▶ _Exercise_: Whenever a line below includes the string "unsupported", show it.

▶ _Stored items_:
--------------------

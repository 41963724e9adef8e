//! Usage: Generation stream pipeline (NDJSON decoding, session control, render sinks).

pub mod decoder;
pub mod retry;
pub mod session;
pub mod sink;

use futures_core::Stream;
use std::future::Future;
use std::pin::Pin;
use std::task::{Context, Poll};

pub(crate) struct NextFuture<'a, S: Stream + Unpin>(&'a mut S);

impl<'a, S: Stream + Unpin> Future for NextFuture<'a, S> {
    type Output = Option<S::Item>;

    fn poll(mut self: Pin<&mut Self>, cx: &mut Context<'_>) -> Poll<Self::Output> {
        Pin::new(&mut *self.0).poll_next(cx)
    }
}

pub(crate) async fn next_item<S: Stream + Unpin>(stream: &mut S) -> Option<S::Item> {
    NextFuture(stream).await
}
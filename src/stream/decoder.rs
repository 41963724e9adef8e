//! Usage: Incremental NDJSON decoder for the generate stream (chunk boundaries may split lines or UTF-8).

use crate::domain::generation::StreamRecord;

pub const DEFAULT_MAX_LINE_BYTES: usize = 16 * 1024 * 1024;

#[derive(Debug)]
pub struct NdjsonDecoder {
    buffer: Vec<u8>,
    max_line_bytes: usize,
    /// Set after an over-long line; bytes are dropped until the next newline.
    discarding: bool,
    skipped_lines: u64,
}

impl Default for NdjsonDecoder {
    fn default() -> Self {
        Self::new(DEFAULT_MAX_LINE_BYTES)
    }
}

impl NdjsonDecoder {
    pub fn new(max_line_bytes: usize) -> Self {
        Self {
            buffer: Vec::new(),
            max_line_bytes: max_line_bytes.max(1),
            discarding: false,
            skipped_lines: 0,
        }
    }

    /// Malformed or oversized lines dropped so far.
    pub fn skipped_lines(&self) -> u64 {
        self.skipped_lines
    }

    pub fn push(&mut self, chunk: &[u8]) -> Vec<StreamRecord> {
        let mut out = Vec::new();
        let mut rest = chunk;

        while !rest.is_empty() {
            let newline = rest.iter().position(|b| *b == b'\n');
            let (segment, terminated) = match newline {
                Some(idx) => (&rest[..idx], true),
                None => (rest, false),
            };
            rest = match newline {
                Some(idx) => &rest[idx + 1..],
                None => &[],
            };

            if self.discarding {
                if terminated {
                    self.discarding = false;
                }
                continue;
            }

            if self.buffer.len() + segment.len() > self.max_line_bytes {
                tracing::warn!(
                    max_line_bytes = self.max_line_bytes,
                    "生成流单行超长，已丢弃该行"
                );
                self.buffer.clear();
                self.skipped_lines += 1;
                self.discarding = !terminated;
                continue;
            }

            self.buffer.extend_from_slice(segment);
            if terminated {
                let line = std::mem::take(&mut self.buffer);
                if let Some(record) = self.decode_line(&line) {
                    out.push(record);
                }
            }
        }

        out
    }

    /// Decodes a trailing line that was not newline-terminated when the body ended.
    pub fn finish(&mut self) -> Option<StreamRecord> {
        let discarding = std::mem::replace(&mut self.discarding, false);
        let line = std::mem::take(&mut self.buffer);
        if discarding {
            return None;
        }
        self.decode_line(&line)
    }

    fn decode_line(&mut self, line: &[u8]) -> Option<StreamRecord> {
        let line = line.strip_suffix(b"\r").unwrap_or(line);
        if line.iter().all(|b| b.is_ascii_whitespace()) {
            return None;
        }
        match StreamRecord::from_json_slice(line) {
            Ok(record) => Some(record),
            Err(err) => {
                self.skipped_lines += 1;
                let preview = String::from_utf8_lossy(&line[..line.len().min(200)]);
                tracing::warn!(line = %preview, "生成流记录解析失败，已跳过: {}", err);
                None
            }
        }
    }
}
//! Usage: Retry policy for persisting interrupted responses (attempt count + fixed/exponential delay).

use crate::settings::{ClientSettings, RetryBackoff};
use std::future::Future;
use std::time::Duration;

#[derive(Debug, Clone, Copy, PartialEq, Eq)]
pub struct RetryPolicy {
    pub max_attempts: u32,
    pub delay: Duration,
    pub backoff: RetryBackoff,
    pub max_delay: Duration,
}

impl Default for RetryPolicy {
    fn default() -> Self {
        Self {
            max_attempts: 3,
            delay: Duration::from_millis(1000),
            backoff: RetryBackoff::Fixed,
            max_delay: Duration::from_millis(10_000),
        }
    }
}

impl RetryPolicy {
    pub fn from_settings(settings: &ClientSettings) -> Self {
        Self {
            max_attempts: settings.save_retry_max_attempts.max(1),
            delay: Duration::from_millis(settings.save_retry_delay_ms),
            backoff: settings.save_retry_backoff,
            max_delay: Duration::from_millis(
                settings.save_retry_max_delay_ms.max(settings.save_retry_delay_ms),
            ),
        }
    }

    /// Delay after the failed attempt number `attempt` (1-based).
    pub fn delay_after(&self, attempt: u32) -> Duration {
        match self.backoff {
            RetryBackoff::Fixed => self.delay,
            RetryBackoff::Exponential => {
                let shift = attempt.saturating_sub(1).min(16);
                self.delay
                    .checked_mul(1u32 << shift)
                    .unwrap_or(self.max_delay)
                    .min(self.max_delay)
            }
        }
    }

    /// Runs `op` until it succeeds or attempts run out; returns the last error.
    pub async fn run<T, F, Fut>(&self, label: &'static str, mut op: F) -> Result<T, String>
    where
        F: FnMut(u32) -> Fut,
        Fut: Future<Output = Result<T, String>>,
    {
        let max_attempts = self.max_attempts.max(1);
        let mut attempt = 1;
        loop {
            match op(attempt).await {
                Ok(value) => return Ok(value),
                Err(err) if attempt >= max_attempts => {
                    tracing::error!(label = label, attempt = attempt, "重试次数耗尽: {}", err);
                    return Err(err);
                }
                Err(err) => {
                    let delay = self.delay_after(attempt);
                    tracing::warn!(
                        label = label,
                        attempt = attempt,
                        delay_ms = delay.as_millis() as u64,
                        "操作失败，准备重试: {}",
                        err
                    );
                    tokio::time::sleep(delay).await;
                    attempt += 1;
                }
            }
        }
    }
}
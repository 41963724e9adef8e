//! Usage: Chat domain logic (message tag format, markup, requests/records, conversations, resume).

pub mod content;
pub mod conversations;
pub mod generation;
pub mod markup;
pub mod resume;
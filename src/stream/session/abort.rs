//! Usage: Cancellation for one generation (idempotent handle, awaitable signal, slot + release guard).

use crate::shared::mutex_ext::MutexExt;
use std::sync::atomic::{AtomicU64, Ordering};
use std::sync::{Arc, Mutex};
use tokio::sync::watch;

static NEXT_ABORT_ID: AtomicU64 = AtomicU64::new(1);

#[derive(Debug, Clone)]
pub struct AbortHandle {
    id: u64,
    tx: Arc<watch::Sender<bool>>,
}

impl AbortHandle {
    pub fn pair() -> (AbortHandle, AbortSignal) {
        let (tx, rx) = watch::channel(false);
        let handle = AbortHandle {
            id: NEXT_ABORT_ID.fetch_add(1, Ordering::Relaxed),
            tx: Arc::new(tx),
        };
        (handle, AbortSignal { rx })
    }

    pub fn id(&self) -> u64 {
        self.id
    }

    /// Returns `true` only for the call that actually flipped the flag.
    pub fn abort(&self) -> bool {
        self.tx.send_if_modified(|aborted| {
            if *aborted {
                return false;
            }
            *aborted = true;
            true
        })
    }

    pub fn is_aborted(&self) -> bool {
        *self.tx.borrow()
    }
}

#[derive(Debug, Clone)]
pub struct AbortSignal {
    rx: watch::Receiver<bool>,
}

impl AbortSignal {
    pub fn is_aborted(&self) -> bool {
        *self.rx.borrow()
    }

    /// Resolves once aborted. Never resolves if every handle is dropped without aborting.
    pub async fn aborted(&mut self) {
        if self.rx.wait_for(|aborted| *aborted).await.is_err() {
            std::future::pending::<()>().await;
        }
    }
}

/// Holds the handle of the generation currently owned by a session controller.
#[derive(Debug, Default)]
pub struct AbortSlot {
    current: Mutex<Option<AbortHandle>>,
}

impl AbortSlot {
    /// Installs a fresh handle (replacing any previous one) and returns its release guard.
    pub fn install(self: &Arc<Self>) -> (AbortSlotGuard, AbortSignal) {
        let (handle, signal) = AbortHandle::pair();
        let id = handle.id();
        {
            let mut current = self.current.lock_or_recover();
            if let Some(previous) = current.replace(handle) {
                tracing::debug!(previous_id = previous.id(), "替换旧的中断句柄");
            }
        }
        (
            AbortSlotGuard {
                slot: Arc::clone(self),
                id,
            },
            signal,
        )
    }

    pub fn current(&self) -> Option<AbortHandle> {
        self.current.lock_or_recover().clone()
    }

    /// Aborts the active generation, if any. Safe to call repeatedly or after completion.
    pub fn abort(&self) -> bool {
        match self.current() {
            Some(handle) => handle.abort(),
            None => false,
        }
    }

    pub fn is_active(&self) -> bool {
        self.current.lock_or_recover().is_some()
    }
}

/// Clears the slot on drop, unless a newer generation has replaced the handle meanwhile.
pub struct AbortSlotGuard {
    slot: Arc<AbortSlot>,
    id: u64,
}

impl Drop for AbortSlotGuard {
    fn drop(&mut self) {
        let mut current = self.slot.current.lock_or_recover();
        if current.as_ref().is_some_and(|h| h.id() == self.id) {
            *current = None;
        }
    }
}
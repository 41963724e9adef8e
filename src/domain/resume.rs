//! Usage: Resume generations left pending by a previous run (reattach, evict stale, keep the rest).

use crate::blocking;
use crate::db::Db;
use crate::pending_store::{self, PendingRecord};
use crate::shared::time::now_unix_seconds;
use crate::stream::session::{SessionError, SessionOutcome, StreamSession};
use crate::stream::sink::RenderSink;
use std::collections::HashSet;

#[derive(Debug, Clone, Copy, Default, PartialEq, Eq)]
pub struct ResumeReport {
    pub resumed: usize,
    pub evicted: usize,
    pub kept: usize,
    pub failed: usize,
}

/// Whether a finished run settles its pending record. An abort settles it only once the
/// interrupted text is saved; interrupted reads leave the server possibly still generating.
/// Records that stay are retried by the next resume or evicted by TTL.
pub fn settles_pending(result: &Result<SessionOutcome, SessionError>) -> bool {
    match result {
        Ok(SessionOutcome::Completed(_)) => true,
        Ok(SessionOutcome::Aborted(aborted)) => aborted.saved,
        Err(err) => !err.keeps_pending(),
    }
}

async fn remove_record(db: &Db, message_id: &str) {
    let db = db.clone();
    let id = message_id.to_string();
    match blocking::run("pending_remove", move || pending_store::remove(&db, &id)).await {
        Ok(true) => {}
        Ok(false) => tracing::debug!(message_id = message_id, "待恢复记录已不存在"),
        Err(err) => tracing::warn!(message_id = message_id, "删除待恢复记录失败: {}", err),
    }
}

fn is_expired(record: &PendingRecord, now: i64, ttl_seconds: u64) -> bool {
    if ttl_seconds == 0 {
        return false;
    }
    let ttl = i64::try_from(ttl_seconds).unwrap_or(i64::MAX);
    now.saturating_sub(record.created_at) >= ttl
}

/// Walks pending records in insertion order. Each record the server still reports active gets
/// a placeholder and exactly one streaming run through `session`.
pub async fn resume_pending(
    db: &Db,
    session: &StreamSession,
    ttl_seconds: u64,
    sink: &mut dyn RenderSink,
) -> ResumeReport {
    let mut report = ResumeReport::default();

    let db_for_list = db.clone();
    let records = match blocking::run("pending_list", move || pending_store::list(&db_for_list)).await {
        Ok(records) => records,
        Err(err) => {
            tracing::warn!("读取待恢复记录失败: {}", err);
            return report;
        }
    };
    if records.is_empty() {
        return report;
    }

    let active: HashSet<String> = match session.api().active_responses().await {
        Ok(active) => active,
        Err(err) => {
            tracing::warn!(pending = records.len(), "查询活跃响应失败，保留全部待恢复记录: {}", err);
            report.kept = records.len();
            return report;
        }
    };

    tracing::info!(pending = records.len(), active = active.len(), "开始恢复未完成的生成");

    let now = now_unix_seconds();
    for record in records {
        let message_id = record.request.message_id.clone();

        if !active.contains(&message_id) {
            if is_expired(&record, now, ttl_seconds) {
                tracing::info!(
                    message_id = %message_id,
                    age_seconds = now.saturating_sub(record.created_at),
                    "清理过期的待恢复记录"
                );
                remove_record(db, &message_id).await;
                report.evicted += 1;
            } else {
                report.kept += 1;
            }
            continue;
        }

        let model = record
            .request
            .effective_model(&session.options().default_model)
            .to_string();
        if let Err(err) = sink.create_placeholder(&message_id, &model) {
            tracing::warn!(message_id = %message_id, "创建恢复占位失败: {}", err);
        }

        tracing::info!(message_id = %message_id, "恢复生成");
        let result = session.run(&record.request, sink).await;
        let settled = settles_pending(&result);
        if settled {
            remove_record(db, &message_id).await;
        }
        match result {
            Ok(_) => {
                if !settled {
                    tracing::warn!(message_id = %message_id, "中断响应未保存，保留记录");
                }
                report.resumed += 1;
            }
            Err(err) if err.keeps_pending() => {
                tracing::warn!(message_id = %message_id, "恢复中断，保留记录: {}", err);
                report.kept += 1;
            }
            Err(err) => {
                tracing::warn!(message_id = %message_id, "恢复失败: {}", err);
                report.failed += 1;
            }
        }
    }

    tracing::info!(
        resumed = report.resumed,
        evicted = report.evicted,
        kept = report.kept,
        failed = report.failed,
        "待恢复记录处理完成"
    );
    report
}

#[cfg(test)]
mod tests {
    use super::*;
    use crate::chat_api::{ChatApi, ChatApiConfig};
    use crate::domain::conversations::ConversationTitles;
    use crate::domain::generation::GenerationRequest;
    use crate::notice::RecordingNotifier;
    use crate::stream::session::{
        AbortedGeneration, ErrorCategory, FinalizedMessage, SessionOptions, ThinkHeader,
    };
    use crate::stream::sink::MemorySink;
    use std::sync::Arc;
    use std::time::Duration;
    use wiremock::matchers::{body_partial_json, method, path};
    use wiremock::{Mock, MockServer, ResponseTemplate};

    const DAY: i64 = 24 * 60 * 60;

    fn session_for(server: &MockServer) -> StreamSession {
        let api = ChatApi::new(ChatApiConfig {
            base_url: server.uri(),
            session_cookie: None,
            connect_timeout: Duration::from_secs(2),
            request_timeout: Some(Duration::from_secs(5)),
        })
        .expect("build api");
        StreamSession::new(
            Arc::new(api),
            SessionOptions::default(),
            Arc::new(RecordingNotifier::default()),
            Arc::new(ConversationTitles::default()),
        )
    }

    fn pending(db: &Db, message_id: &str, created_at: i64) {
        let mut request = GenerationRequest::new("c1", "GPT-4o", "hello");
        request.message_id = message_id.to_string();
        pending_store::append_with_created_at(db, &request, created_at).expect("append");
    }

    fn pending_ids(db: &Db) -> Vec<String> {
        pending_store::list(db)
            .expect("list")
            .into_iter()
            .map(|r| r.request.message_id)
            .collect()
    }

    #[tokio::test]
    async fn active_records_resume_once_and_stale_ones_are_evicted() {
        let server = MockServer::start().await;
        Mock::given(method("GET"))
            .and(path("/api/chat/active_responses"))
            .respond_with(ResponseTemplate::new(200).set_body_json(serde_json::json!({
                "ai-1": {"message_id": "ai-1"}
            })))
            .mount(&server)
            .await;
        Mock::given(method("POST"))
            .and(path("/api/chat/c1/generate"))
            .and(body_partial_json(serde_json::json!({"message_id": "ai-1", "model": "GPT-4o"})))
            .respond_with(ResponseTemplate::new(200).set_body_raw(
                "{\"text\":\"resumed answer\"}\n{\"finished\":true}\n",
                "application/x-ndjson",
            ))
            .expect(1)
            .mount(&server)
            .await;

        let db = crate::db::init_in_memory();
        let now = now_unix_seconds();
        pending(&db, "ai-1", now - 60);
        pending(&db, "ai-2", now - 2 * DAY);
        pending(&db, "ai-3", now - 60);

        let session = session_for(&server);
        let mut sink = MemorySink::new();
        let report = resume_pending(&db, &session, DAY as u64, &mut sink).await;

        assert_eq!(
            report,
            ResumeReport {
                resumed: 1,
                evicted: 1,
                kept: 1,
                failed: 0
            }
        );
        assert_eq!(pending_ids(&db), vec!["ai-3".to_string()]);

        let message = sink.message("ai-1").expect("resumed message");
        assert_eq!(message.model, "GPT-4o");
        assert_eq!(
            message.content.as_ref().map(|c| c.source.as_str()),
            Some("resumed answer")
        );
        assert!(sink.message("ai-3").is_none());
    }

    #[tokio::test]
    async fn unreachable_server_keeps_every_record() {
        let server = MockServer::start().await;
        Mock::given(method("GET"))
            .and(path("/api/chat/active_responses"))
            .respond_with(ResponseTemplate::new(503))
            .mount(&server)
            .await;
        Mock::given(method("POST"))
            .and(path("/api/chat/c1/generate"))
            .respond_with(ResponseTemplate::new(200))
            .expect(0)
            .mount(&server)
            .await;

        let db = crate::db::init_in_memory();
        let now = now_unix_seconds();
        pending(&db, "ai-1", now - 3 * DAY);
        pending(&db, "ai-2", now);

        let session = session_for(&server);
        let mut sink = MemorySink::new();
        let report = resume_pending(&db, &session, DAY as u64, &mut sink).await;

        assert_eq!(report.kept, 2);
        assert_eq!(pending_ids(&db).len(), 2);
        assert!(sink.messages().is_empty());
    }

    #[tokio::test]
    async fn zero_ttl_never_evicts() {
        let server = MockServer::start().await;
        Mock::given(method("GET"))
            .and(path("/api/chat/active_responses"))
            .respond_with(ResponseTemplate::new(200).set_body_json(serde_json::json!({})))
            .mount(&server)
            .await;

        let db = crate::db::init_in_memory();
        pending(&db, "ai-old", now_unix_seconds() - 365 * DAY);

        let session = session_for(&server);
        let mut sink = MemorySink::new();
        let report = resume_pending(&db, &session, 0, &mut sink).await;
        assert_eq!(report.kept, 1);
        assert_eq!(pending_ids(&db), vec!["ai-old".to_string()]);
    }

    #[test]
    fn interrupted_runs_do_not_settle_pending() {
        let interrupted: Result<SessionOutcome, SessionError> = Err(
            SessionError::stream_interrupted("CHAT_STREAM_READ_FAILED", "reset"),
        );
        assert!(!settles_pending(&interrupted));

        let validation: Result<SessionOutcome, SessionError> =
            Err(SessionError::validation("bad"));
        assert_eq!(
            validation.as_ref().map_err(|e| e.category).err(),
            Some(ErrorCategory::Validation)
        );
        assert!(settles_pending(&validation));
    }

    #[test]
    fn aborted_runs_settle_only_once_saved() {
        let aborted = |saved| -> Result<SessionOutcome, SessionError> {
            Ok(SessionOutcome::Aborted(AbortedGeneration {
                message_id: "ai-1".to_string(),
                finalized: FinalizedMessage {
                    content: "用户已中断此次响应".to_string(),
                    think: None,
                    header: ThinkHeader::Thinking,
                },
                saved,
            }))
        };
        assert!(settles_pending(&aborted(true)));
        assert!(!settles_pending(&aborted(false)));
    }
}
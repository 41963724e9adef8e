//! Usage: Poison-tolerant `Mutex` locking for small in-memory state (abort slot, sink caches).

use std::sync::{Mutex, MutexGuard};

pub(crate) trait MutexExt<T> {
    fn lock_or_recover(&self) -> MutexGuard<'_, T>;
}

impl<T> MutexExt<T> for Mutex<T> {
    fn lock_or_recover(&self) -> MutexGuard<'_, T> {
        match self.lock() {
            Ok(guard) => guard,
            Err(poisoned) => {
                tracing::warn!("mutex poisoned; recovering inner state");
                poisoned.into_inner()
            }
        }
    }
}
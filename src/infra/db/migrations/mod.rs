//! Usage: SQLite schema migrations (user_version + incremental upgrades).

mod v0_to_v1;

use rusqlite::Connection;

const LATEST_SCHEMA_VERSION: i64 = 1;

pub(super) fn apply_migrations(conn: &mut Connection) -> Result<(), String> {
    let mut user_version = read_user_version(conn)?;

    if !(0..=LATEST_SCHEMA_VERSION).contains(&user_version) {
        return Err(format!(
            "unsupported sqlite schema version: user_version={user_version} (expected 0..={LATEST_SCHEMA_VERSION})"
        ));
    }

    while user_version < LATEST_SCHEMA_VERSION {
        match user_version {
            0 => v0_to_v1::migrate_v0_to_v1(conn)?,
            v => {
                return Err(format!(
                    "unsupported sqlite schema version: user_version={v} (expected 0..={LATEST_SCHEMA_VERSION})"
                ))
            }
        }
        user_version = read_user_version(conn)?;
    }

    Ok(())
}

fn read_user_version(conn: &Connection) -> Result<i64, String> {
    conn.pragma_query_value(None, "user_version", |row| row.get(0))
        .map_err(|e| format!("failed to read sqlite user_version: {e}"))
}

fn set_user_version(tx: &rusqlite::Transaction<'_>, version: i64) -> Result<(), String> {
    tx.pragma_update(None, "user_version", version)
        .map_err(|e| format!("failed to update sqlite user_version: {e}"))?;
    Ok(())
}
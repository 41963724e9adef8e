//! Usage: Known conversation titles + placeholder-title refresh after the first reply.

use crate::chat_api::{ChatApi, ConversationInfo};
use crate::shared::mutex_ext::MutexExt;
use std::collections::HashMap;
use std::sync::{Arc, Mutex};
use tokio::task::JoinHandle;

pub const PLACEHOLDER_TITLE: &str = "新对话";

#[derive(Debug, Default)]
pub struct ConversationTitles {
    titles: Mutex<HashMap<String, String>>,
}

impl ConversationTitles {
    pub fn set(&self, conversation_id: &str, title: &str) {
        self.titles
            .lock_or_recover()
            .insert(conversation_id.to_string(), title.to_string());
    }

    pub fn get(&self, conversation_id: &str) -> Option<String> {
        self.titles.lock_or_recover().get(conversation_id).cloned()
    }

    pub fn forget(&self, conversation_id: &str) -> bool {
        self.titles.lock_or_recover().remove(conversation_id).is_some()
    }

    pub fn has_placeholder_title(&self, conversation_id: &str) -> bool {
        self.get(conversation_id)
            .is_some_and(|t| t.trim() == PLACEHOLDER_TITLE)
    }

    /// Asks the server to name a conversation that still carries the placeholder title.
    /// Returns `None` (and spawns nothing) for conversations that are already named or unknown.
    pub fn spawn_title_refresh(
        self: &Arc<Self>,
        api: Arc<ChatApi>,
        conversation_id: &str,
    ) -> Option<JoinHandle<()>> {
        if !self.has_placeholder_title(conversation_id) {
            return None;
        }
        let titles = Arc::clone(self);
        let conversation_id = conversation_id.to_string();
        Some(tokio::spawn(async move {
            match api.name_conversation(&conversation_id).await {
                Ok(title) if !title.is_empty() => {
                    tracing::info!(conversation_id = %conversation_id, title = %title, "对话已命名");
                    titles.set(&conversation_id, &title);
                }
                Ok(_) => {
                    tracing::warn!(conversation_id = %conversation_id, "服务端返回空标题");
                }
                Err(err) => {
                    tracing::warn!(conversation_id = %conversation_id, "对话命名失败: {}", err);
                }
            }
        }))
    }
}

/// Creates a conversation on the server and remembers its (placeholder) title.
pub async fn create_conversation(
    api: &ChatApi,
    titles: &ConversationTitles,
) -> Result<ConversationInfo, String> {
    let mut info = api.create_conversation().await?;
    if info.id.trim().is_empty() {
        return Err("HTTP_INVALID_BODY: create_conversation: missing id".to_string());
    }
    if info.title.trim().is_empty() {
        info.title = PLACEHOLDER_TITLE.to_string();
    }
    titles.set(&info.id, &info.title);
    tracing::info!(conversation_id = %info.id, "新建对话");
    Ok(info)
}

--------------------

▶ _Response to the exercise_:
            "unsupported sqlite schema version: user_version={user_version} (expected 0..={LATEST_SCHEMA_VERSION})"
                    "unsupported sqlite schema version: user_version={v} (expected 0..={LATEST_SCHEMA_VERSION})"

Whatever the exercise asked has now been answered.